§ PROBLEM REQUIREMENTS: Output every record exactly, and nothing more.

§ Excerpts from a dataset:
————————

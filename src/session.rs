//! Explicit session context and render cancellation.
//!
//! There is no hidden audio-context singleton: the host constructs an
//! `AudioSession` with the capture parameters it actually runs at and passes
//! it into the components that need them. Offline renders observe a
//! `CancelToken` so a superseding request can invalidate a running one.

use std::sync::atomic::{AtomicBool, Ordering};
use std::sync::Arc;

use crate::error::ConfigError;

/// Recommended analysis window for pitch detection.
pub const DEFAULT_FRAME_SIZE: usize = 2048;

/// Capture/analysis parameters for one host session. Owned by the caller,
/// cheap to copy into constructors.
#[derive(Debug, Clone, Copy, PartialEq, Eq)]
pub struct AudioSession {
    sample_rate: u32,
    frame_size: usize,
}

impl AudioSession {
    pub fn new(sample_rate: u32) -> Result<Self, ConfigError> {
        Self::with_frame_size(sample_rate, DEFAULT_FRAME_SIZE)
    }

    pub fn with_frame_size(sample_rate: u32, frame_size: usize) -> Result<Self, ConfigError> {
        if sample_rate == 0 {
            return Err(ConfigError::InvalidSampleRate);
        }
        if frame_size == 0 {
            return Err(ConfigError::InvalidFrameSize);
        }
        Ok(Self {
            sample_rate,
            frame_size,
        })
    }

    pub fn sample_rate(&self) -> u32 {
        self.sample_rate
    }

    pub fn frame_size(&self) -> usize {
        self.frame_size
    }
}

/// Shared cancellation flag for offline renders.
///
/// Cloning yields a handle to the same flag; the host keeps one clone and
/// hands the other to the render call. Cancellation is observed between
/// stages and between convolution passes, and a cancelled render publishes
/// no partial result.
#[derive(Debug, Clone, Default)]
pub struct CancelToken {
    flag: Arc<AtomicBool>,
}

impl CancelToken {
    pub fn new() -> Self {
        Self::default()
    }

    pub fn cancel(&self) {
        self.flag.store(true, Ordering::Release);
    }

    pub fn is_cancelled(&self) -> bool {
        self.flag.load(Ordering::Acquire)
    }
}

#[cfg(test)]
mod tests {
    use super::*;

    #[test]
    fn session_validates_parameters() {
        assert!(AudioSession::new(44100).is_ok());
        assert!(AudioSession::new(0).is_err());
        assert!(AudioSession::with_frame_size(44100, 0).is_err());
        assert_eq!(AudioSession::new(48000).unwrap().frame_size(), DEFAULT_FRAME_SIZE);
    }

    #[test]
    fn cancel_token_is_shared() {
        let token = CancelToken::new();
        let clone = token.clone();
        assert!(!clone.is_cancelled());
        token.cancel();
        assert!(clone.is_cancelled());
    }
}
//! DSP stage primitives: per-sample filters and dynamics, plus the
//! convolution-reverb building blocks. Stages hold per-channel state and are
//! instantiated fresh for every render pass.

pub mod biquad;
pub mod compressor;
pub mod limiter;
pub mod reverb;
pub mod utils;

pub use biquad::Biquad;
pub use compressor::Compressor;
pub use limiter::Limiter;
//! Error types for the engine boundary.
//!
//! Parameter problems surface at construction time (`ConfigError`), never
//! mid-render. Offline renders fail with `RenderError` and leave the caller's
//! input buffer untouched. "No pitch" and silent buffers are normal analysis
//! results, not errors.

use thiserror::Error;

/// Failure to decode an input byte stream into a sample buffer.
#[derive(Debug, Error)]
pub enum DecodeError {
    #[error("malformed WAV data: {0}")]
    MalformedWav(#[from] hound::Error),

    #[error("unsupported sample format: {0}")]
    UnsupportedFormat(String),

    #[error("audio stream contains no channels")]
    EmptyStream,
}

/// Failure during an offline render pass.
#[derive(Debug, Error)]
pub enum RenderError {
    /// The render was superseded or cancelled; no partial result exists.
    #[error("render cancelled")]
    Cancelled,

    /// Impulse response would exceed the convolution workspace cap.
    #[error("impulse response too large: {samples} samples")]
    ImpulseTooLarge { samples: usize },
}

/// Invalid stage, chain, buffer, or session parameters.
#[derive(Debug, Error)]
pub enum ConfigError {
    #[error("{context}: frequency must be positive and finite, got {value}")]
    InvalidFrequency { context: &'static str, value: f32 },

    #[error("{context}: ratio must be >= 1, got {value}")]
    InvalidRatio { context: &'static str, value: f32 },

    #[error("{context}: time must be non-negative and finite, got {value} s")]
    InvalidTime { context: &'static str, value: f32 },

    #[error("{context}: value must be within [{min}, {max}], got {value}")]
    OutOfRange {
        context: &'static str,
        min: f32,
        max: f32,
        value: f32,
    },

    #[error("sample rate must be positive")]
    InvalidSampleRate,

    #[error("buffer must have at least one channel")]
    NoChannels,

    #[error("all channels must have equal length")]
    ChannelLengthMismatch,

    #[error("frame size must be positive")]
    InvalidFrameSize,

    #[error("no ambience file has been supplied")]
    MissingAmbienceFile,
}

————————

§ OUTPUT OF THE TASK:
filename src/session.rs
//! Explicit session context and render cancellation.
//!
//! There is no hidden audio-context singleton: the host constructs an
//! `AudioSession` with the capture parameters it actually runs at and passes
//! it into the components that need them. Offline renders observe a
//! `CancelToken` so a superseding request can invalidate a running one.

use std::sync::atomic::{AtomicBool, Ordering};
use std::sync::Arc;

use crate::error::ConfigError;

/// Recommended analysis window for pitch detection.
pub const DEFAULT_FRAME_SIZE: usize = 2048;

/// Capture/analysis parameters for one host session. Owned by the caller,
/// cheap to copy into constructors.
#[derive(Debug, Clone, Copy, PartialEq, Eq)]
pub struct AudioSession {
    sample_rate: u32,
    frame_size: usize,
}

impl AudioSession {
    pub fn new(sample_rate: u32) -> Result<Self, ConfigError> {
        Self::with_frame_size(sample_rate, DEFAULT_FRAME_SIZE)
    }

    pub fn with_frame_size(sample_rate: u32, frame_size: usize) -> Result<Self, ConfigError> {
        if sample_rate == 0 {
            return Err(ConfigError::InvalidSampleRate);
        }
        if frame_size == 0 {
            return Err(ConfigError::InvalidFrameSize);
        }
        Ok(Self {
            sample_rate,
            frame_size,
        })
    }

    pub fn sample_rate(&self) -> u32 {
        self.sample_rate
    }

    pub fn frame_size(&self) -> usize {
        self.frame_size
    }
}

/// Shared cancellation flag for offline renders.
///
/// Cloning yields a handle to the same flag; the host keeps one clone and
/// hands the other to the render call. Cancellation is observed between
/// stages and between convolution passes, and a cancelled render publishes
/// no partial result.
#[derive(Debug, Clone, Default)]
pub struct CancelToken {
    flag: Arc<AtomicBool>,
}

impl CancelToken {
    pub fn new() -> Self {
        Self::default()
    }

    pub fn cancel(&self) {
        self.flag.store(true, Ordering::Release);
    }

    pub fn is_cancelled(&self) -> bool {
        self.flag.load(Ordering::Acquire)
    }
}

#[cfg(test)]
mod tests {
    use super::*;

    #[test]
    fn session_validates_parameters() {
        assert!(AudioSession::new(44100).is_ok());
        assert!(AudioSession::new(0).is_err());
        assert!(AudioSession::with_frame_size(44100, 0).is_err());
        assert_eq!(AudioSession::new(48000).unwrap().frame_size(), DEFAULT_FRAME_SIZE);
    }

    #[test]
    fn cancel_token_is_shared() {
        let token = CancelToken::new();
        let clone = token.clone();
        assert!(!clone.is_cancelled());
        token.cancel();
        assert!(clone.is_cancelled());
    }
}
//! DSP stage primitives: per-sample filters and dynamics, plus the
//! convolution-reverb building blocks. Stages hold per-channel state and are
//! instantiated fresh for every render pass.

pub mod biquad;
pub mod compressor;
pub mod limiter;
pub mod reverb;
pub mod utils;

pub use biquad::Biquad;
pub use compressor::Compressor;
pub use limiter::Limiter;
//! Error types for the engine boundary.
//!
//! Parameter problems surface at construction time (`ConfigError`), never
//! mid-render. Offline renders fail with `RenderError` and leave the caller's
//! input buffer untouched. "No pitch" and silent buffers are normal analysis
//! results, not errors.

use thiserror::Error;

/// Failure to decode an input byte stream into a sample buffer.
#[derive(Debug, Error)]
pub enum DecodeError {
    #[error("malformed WAV data: {0}")]
    MalformedWav(#[from] hound::Error),

    #[error("unsupported sample format: {0}")]
    UnsupportedFormat(String),

    #[error("audio stream contains no channels")]
    EmptyStream,
}

/// Failure during an offline render pass.
#[derive(Debug, Error)]
pub enum RenderError {
    /// The render was superseded or cancelled; no partial result exists.
    #[error("render cancelled")]
    Cancelled,

    /// Impulse response would exceed the convolution workspace cap.
    #[error("impulse response too large: {samples} samples")]
    ImpulseTooLarge { samples: usize },
}

/// Invalid stage, chain, buffer, or session parameters.
#[derive(Debug, Error)]
pub enum ConfigError {
    #[error("{context}: frequency must be positive and finite, got {value}")]
    InvalidFrequency { context: &'static str, value: f32 },

    #[error("{context}: ratio must be >= 1, got {value}")]
    InvalidRatio { context: &'static str, value: f32 },

    #[error("{context}: time must be non-negative and finite, got {value} s")]
    InvalidTime { context: &'static str, value: f32 },

    #[error("{context}: value must be within [{min}, {max}], got {value}")]
    OutOfRange {
        context: &'static str,
        min: f32,
        max: f32,
        value: f32,
    },

    #[error("sample rate must be positive")]
    InvalidSampleRate,

    #[error("buffer must have at least one channel")]
    NoChannels,

    #[error("all channels must have equal length")]
    ChannelLengthMismatch,

    #[error("frame size must be positive")]
    InvalidFrameSize,

    #[error("no ambience file has been supplied")]
    MissingAmbienceFile,
}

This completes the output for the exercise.